The line of hovering aerial vehicles inched forward. The young cop turned to his partner. “Shouldn’t we be responding to that call?”
The older cop shook his head. “I’m too tired, too old and too hungry to go chasing some hotrod call.”
The cruiser pulled up to the take-out window.
“And I’m definitely too thirsty,” said the older cop, reaching across for his tray of cokes.
A tray of burgers followed. He was reaching for it, when—
WHAM!
—it disappeared as a speeding yellow cab slipped between the window and the cruiser, taking off the side of both.
The cops looked at one another, and then at the battered yellow cab disappearing between the skyscrapers.
“Why don’t you sit up here?” said Korben, patting the seat beside him. “Long as we’re illegal anyway.”

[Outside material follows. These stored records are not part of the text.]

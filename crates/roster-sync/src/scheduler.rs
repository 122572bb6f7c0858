use std::sync::Arc;

use anyhow::{Context, Result};
use tokio_cron_scheduler::{Job, JobScheduler};
use tracing::{info, warn};

use crate::config::SyncConfig;
use crate::orchestrator::{RunOptions, SyncOrchestrator};

/// A scheduler with one job that runs a full sync on `cron`. A tick that
/// finds the lock held logs and waits for the next one.
pub async fn build_scheduler(orchestrator: Arc<SyncOrchestrator>, cron: &str) -> Result<JobScheduler> {
    let sched = JobScheduler::new().await.context("creating scheduler")?;
    let job = Job::new_async(cron, move |_uuid, _l| {
        let orchestrator = orchestrator.clone();
        Box::pin(async move {
            info!("scheduled sync triggered");
            match orchestrator.run(RunOptions::default()).await {
                Ok(report) => info!(
                    run_id = %report.run_id,
                    success = report.success.len(),
                    failed = report.failed.len(),
                    "scheduled sync finished"
                ),
                Err(err) => warn!(error = %err, kind = %err.kind(), "scheduled sync did not run"),
            }
        })
    })
    .with_context(|| format!("creating scheduler job for cron {cron}"))?;
    sched.add(job).await.context("adding scheduler job")?;
    Ok(sched)
}

pub async fn maybe_build_scheduler(
    config: &SyncConfig,
    orchestrator: Arc<SyncOrchestrator>,
) -> Result<Option<JobScheduler>> {
    if !config.scheduler_enabled {
        return Ok(None);
    }
    let sched = build_scheduler(orchestrator, &config.sync_cron).await?;
    info!(cron = %config.sync_cron, "sync scheduler configured");
    Ok(Some(sched))
}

The girl climbed into the front seat. Her colorful outfit was intriguingly revealing.
She combed her red hair with her fingers.
WOO WEEE WOOO WEEE!
Behind the speeding cab, the sirens were getting louder. Korben slashed across and over six lanes of traffic, then doubled back two blocks, spun up six stories, then slowed to an idling pace.
“If they don’t chase you after a mile,” he said, “they don’t chase you. Believe me.”
He turned a corner, and suddenly six sky blue police cruisers burst out of an alleyway in hot pursuit.
“Maybe it’s two miles,” he muttered, flooring the turbines and twisting the gyros to full evasion mode.
“Klaatu barata nikto,” said the girl.
“Lady, I’m sorry,” said Korben. “I only speak two languages: English, and bad English.”
The six police cruisers separated into two groups of three, one to the left and one to the right.
Korben threw the cab into a spin, straight down through the canyons toward a roof garden far below.
The cruisers followed.
Korben pulled up at the last moment.
Four of the cruisers pulled up—
WHUMP! WHUMP! Two of the cruisers spun out and buried themselves in the soft synthetic rooftop dirt.
Korben headed straight downtown, with four police cruisers hot on his tail.
“Maica lota muni,” said the girl.
“Listen, lady,” he said. “I’m all for conversation, hut can you shut up a minute? This is a little tricky…”
The four cruisers were closing in, their high-powered police turbos whining.
The cab’s screen was beeping.
Korben turned it on.
ATTACK MODE! ATTACK MODE! ATTACK MODE!
Korben turned to his passenger. “I don’t know what you did to piss them off…”
ENGAGED! ENGAGED! ENGAGED!
“But they are really pissed off. Hold on.”
Korben doubled the gyros while cutting in the braking blasters: an old air combat trick.
The cab groaned in protest but made the turn.
“I think we’re safe for a while,” Korben said. Then he looked in the rearview mirror.
Two police cruisers were still closing in.
“I tried to play it soft, boys,” Korben whispered. “Too bad you don’t appreciate it.”
He cut his hoverjets and pushed the stick forward,
“We’ll be safe in the smog. If we reach it.”
Korben’s cruiser turned turtle and dove— straight down, through the startled scurrying cabs and flivvers and maglev limos.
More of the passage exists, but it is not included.